Supplied records Block Start

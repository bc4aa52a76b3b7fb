// src/cli.rs

//! CLI argument parsing using `clap`.

use clap::{Parser, ValueEnum};

/// Command-line arguments for `dagflow`.
#[derive(Debug, Clone, Parser)]
#[command(
    name = "dagflow",
    version,
    about = "Run a DAG of simulated work items in dependency order.",
    long_about = None
)]
pub struct CliArgs {
    /// Path to the graph definition (TOML).
    #[arg(
        long,
        value_name = "PATH",
        env = "DAGFLOW_CONFIG",
        default_value = "Dagflow.toml"
    )]
    pub config: String,

    /// Seed the run with this node (repeatable).
    ///
    /// Default: every root node of the graph.
    #[arg(long = "root", value_name = "ID")]
    pub roots: Vec<String>,

    /// Wall-clock length of one duration unit (e.g. `1s`, `100ms`).
    ///
    /// Overrides `[run].time_unit` from the config file.
    #[arg(long, value_name = "DURATION")]
    pub time_unit: Option<String>,

    /// How often progress is reported (e.g. `250ms`).
    ///
    /// Overrides `[run].observe_interval` from the config file.
    #[arg(long, value_name = "DURATION")]
    pub observe_interval: Option<String>,

    /// Do not log periodic progress.
    #[arg(long)]
    pub no_observe: bool,

    /// Logging level (error, warn, info, debug, trace).
    ///
    /// If omitted, `DAGFLOW_LOG` or a default level will be used.
    #[arg(long, value_enum, value_name = "LEVEL")]
    pub log_level: Option<LogLevel>,

    /// Parse + validate, print the graph, but don't run anything.
    #[arg(long)]
    pub dry_run: bool,
}

/// Log level as exposed on the CLI.
#[derive(Debug, Copy, Clone, ValueEnum)]
pub enum LogLevel {
    Error,
    Warn,
    Info,
    Debug,
    Trace,
}

/// Convenience wrapper around `CliArgs::parse()`.
pub fn parse() -> CliArgs {
    CliArgs::parse()
}
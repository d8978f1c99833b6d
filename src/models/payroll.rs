// src/models/payroll.rs

use chrono::{Datelike, NaiveDate};
use rust_decimal::Decimal;
use serde::{Deserialize, Serialize};
use sqlx::{sqlite::SqliteRow, FromRow, Row};
use validator::{Validate, ValidationErrors};

use crate::common::{
    db_utils::decimal_column,
    error::{field_error, validation_error, AppError, FORM_LEVEL},
    form::{empty_string_as_none, required, validate_not_negative},
};

pub const DUPLICATE_PERIOD_MESSAGE: &str =
    "A payroll record already exists for this employee for the selected month and year.";

pub const NET_PAY_OVERFLOW_MESSAGE: &str =
    "Net pay is too large to be stored. Please check salary, bonus and deductions.";

/// Salário + bônus - descontos; `None` quando o resultado estoura o `Decimal`.
fn compute_net_pay(salary: Decimal, bonus: Decimal, deductions: Decimal) -> Option<Decimal> {
    salary.checked_add(bonus)?.checked_sub(deductions)
}

#[derive(Debug, Clone, Serialize, Deserialize, PartialEq)]
#[serde(rename_all = "camelCase")]
pub struct Payroll {
    pub id: i64,
    pub employee_id: i64,
    pub month: i32,
    pub year: i32,
    pub salary: Decimal,
    pub bonus: Decimal,
    pub deductions: Decimal,
    pub net_pay: Decimal,
}

impl<'r> FromRow<'r, SqliteRow> for Payroll {
    fn from_row(row: &'r SqliteRow) -> Result<Self, sqlx::Error> {
        Ok(Self {
            id: row.try_get("id")?,
            employee_id: row.try_get("employee_id")?,
            month: row.try_get("month")?,
            year: row.try_get("year")?,
            salary: decimal_column(row, "salary")?,
            bonus: decimal_column(row, "bonus")?,
            deductions: decimal_column(row, "deductions")?,
            net_pay: decimal_column(row, "net_pay")?,
        })
    }
}

/// Valores validados; o líquido é sempre calculado aqui, nunca vem do formulário.
#[derive(Debug, Clone)]
pub struct NewPayroll {
    pub employee_id: i64,
    pub month: i32,
    pub year: i32,
    pub salary: Decimal,
    pub bonus: Decimal,
    pub deductions: Decimal,
}

impl NewPayroll {
    pub fn net_pay(&self) -> Result<Decimal, AppError> {
        compute_net_pay(self.salary, self.bonus, self.deductions)
            .ok_or_else(|| validation_error(FORM_LEVEL, "net_pay_overflow", NET_PAY_OVERFLOW_MESSAGE))
    }
}

#[derive(Debug, Clone, Default, Serialize, Deserialize, Validate)]
#[serde(rename_all(serialize = "camelCase"))]
pub struct PayrollForm {
    #[serde(default, deserialize_with = "empty_string_as_none")]
    pub id: Option<i64>,

    #[validate(required(message = "Please select an employee."))]
    #[serde(default, deserialize_with = "empty_string_as_none")]
    pub employee_id: Option<i64>,

    #[validate(
        required(message = "Month is required."),
        range(min = 1, max = 12, message = "Month must be between 1 and 12.")
    )]
    #[serde(default, deserialize_with = "empty_string_as_none")]
    pub month: Option<i32>,

    #[validate(
        required(message = "Year is required."),
        range(min = 2000, max = 2100, message = "Year must be between 2000 and 2100.")
    )]
    #[serde(default, deserialize_with = "empty_string_as_none")]
    pub year: Option<i32>,

    #[validate(required(message = "Salary is required."), custom(function = "validate_not_negative"))]
    #[serde(default, deserialize_with = "empty_string_as_none")]
    pub salary: Option<Decimal>,

    // Bônus e descontos em branco contam como zero.
    #[validate(custom(function = "validate_not_negative"))]
    #[serde(default, deserialize_with = "empty_string_as_none")]
    pub bonus: Option<Decimal>,

    #[validate(custom(function = "validate_not_negative"))]
    #[serde(default, deserialize_with = "empty_string_as_none")]
    pub deductions: Option<Decimal>,
}

impl PayrollForm {
    pub fn with_defaults(today: NaiveDate) -> Self {
        Self {
            month: Some(today.month() as i32),
            year: Some(today.year()),
            salary: Some(Decimal::ZERO),
            bonus: Some(Decimal::ZERO),
            deductions: Some(Decimal::ZERO),
            ..Default::default()
        }
    }

    pub fn check(&self) -> ValidationErrors {
        let mut errors = self.validate().err().unwrap_or_else(ValidationErrors::new);

        if let Some(salary) = self.salary {
            let bonus = self.bonus.unwrap_or(Decimal::ZERO);
            let deductions = self.deductions.unwrap_or(Decimal::ZERO);
            if compute_net_pay(salary, bonus, deductions).is_none() {
                errors.add(FORM_LEVEL, field_error("net_pay_overflow", NET_PAY_OVERFLOW_MESSAGE));
            }
        }
        errors
    }

    /// Chave do período, quando o formulário tem os três campos.
    pub fn period(&self) -> Option<(i64, i32, i32)> {
        Some((self.employee_id?, self.month?, self.year?))
    }

    pub fn into_new(self) -> Result<NewPayroll, AppError> {
        Ok(NewPayroll {
            employee_id: required(self.employee_id, "employee_id")?,
            month: required(self.month, "month")?,
            year: required(self.year, "year")?,
            salary: required(self.salary, "salary")?,
            bonus: self.bonus.unwrap_or(Decimal::ZERO),
            deductions: self.deductions.unwrap_or(Decimal::ZERO),
        })
    }
}

impl From<&Payroll> for PayrollForm {
    fn from(p: &Payroll) -> Self {
        Self {
            id: Some(p.id),
            employee_id: Some(p.employee_id),
            month: Some(p.month),
            year: Some(p.year),
            salary: Some(p.salary),
            bonus: Some(p.bonus),
            deductions: Some(p.deductions),
        }
    }
}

Supplied records Block End

→ **Problem to work on**: Every record must appear in the answer exactly as it appears above.

→ **Solution to the problem**:
repository bc4aa52a76b3b7fb
// src/cli.rs

//! CLI argument parsing using `clap`.

use clap::{Parser, ValueEnum};

/// Command-line arguments for `dagflow`.
#[derive(Debug, Clone, Parser)]
#[command(
    name = "dagflow",
    version,
    about = "Run a DAG of simulated work items in dependency order.",
    long_about = None
)]
pub struct CliArgs {
    /// Path to the graph definition (TOML).
    #[arg(
        long,
        value_name = "PATH",
        env = "DAGFLOW_CONFIG",
        default_value = "Dagflow.toml"
    )]
    pub config: String,

    /// Seed the run with this node (repeatable).
    ///
    /// Default: every root node of the graph.
    #[arg(long = "root", value_name = "ID")]
    pub roots: Vec<String>,

    /// Wall-clock length of one duration unit (e.g. `1s`, `100ms`).
    ///
    /// Overrides `[run].time_unit` from the config file.
    #[arg(long, value_name = "DURATION")]
    pub time_unit: Option<String>,

    /// How often progress is reported (e.g. `250ms`).
    ///
    /// Overrides `[run].observe_interval` from the config file.
    #[arg(long, value_name = "DURATION")]
    pub observe_interval: Option<String>,

    /// Do not log periodic progress.
    #[arg(long)]
    pub no_observe: bool,

    /// Logging level (error, warn, info, debug, trace).
    ///
    /// If omitted, `DAGFLOW_LOG` or a default level will be used.
    #[arg(long, value_enum, value_name = "LEVEL")]
    pub log_level: Option<LogLevel>,

    /// Parse + validate, print the graph, but don't run anything.
    #[arg(long)]
    pub dry_run: bool,
}

/// Log level as exposed on the CLI.
#[derive(Debug, Copy, Clone, ValueEnum)]
pub enum LogLevel {
    Error,
    Warn,
    Info,
    Debug,
    Trace,
}

/// Convenience wrapper around `CliArgs::parse()`.
pub fn parse() -> CliArgs {
    CliArgs::parse()
}
repository d8978f1c99833b6d
filename src/models/payroll.rs
// src/models/payroll.rs

use chrono::{Datelike, NaiveDate};
use rust_decimal::Decimal;
use serde::{Deserialize, Serialize};
use sqlx::{sqlite::SqliteRow, FromRow, Row};
use validator::{Validate, ValidationErrors};

use crate::common::{
    db_utils::decimal_column,
    error::{field_error, validation_error, AppError, FORM_LEVEL},
    form::{empty_string_as_none, required, validate_not_negative},
};

pub const DUPLICATE_PERIOD_MESSAGE: &str =
    "A payroll record already exists for this employee for the selected month and year.";

pub const NET_PAY_OVERFLOW_MESSAGE: &str =
    "Net pay is too large to be stored. Please check salary, bonus and deductions.";

/// Salário + bônus - descontos; `None` quando o resultado estoura o `Decimal`.
fn compute_net_pay(salary: Decimal, bonus: Decimal, deductions: Decimal) -> Option<Decimal> {
    salary.checked_add(bonus)?.checked_sub(deductions)
}

#[derive(Debug, Clone, Serialize, Deserialize, PartialEq)]
#[serde(rename_all = "camelCase")]
pub struct Payroll {
    pub id: i64,
    pub employee_id: i64,
    pub month: i32,
    pub year: i32,
    pub salary: Decimal,
    pub bonus: Decimal,
    pub deductions: Decimal,
    pub net_pay: Decimal,
}

impl<'r> FromRow<'r, SqliteRow> for Payroll {
    fn from_row(row: &'r SqliteRow) -> Result<Self, sqlx::Error> {
        Ok(Self {
            id: row.try_get("id")?,
            employee_id: row.try_get("employee_id")?,
            month: row.try_get("month")?,
            year: row.try_get("year")?,
            salary: decimal_column(row, "salary")?,
            bonus: decimal_column(row, "bonus")?,
            deductions: decimal_column(row, "deductions")?,
            net_pay: decimal_column(row, "net_pay")?,
        })
    }
}

/// Valores validados; o líquido é sempre calculado aqui, nunca vem do formulário.
#[derive(Debug, Clone)]
pub struct NewPayroll {
    pub employee_id: i64,
    pub month: i32,
    pub year: i32,
    pub salary: Decimal,
    pub bonus: Decimal,
    pub deductions: Decimal,
}

impl NewPayroll {
    pub fn net_pay(&self) -> Result<Decimal, AppError> {
        compute_net_pay(self.salary, self.bonus, self.deductions)
            .ok_or_else(|| validation_error(FORM_LEVEL, "net_pay_overflow", NET_PAY_OVERFLOW_MESSAGE))
    }
}

#[derive(Debug, Clone, Default, Serialize, Deserialize, Validate)]
#[serde(rename_all(serialize = "camelCase"))]
pub struct PayrollForm {
    #[serde(default, deserialize_with = "empty_string_as_none")]
    pub id: Option<i64>,

    #[validate(required(message = "Please select an employee."))]
    #[serde(default, deserialize_with = "empty_string_as_none")]
    pub employee_id: Option<i64>,

    #[validate(
        required(message = "Month is required."),
        range(min = 1, max = 12, message = "Month must be between 1 and 12.")
    )]
    #[serde(default, deserialize_with = "empty_string_as_none")]
    pub month: Option<i32>,

    #[validate(
        required(message = "Year is required."),
        range(min = 2000, max = 2100, message = "Year must be between 2000 and 2100.")
    )]
    #[serde(default, deserialize_with = "empty_string_as_none")]
    pub year: Option<i32>,

    #[validate(required(message = "Salary is required."), custom(function = "validate_not_negative"))]
    #[serde(default, deserialize_with = "empty_string_as_none")]
    pub salary: Option<Decimal>,

    // Bônus e descontos em branco contam como zero.
    #[validate(custom(function = "validate_not_negative"))]
    #[serde(default, deserialize_with = "empty_string_as_none")]
    pub bonus: Option<Decimal>,

    #[validate(custom(function = "validate_not_negative"))]
    #[serde(default, deserialize_with = "empty_string_as_none")]
    pub deductions: Option<Decimal>,
}

impl PayrollForm {
    pub fn with_defaults(today: NaiveDate) -> Self {
        Self {
            month: Some(today.month() as i32),
            year: Some(today.year()),
            salary: Some(Decimal::ZERO),
            bonus: Some(Decimal::ZERO),
            deductions: Some(Decimal::ZERO),
            ..Default::default()
        }
    }

    pub fn check(&self) -> ValidationErrors {
        let mut errors = self.validate().err().unwrap_or_else(ValidationErrors::new);

        if let Some(salary) = self.salary {
            let bonus = self.bonus.unwrap_or(Decimal::ZERO);
            let deductions = self.deductions.unwrap_or(Decimal::ZERO);
            if compute_net_pay(salary, bonus, deductions).is_none() {
                errors.add(FORM_LEVEL, field_error("net_pay_overflow", NET_PAY_OVERFLOW_MESSAGE));
            }
        }
        errors
    }

    /// Chave do período, quando o formulário tem os três campos.
    pub fn period(&self) -> Option<(i64, i32, i32)> {
        Some((self.employee_id?, self.month?, self.year?))
    }

    pub fn into_new(self) -> Result<NewPayroll, AppError> {
        Ok(NewPayroll {
            employee_id: required(self.employee_id, "employee_id")?,
            month: required(self.month, "month")?,
            year: required(self.year, "year")?,
            salary: required(self.salary, "salary")?,
            bonus: self.bonus.unwrap_or(Decimal::ZERO),
            deductions: self.deductions.unwrap_or(Decimal::ZERO),
        })
    }
}

impl From<&Payroll> for PayrollForm {
    fn from(p: &Payroll) -> Self {
        Self {
            id: Some(p.id),
            employee_id: Some(p.employee_id),
            month: Some(p.month),
            year: Some(p.year),
            salary: Some(p.salary),
            bonus: Some(p.bonus),
            deductions: Some(p.deductions),
        }
    }
}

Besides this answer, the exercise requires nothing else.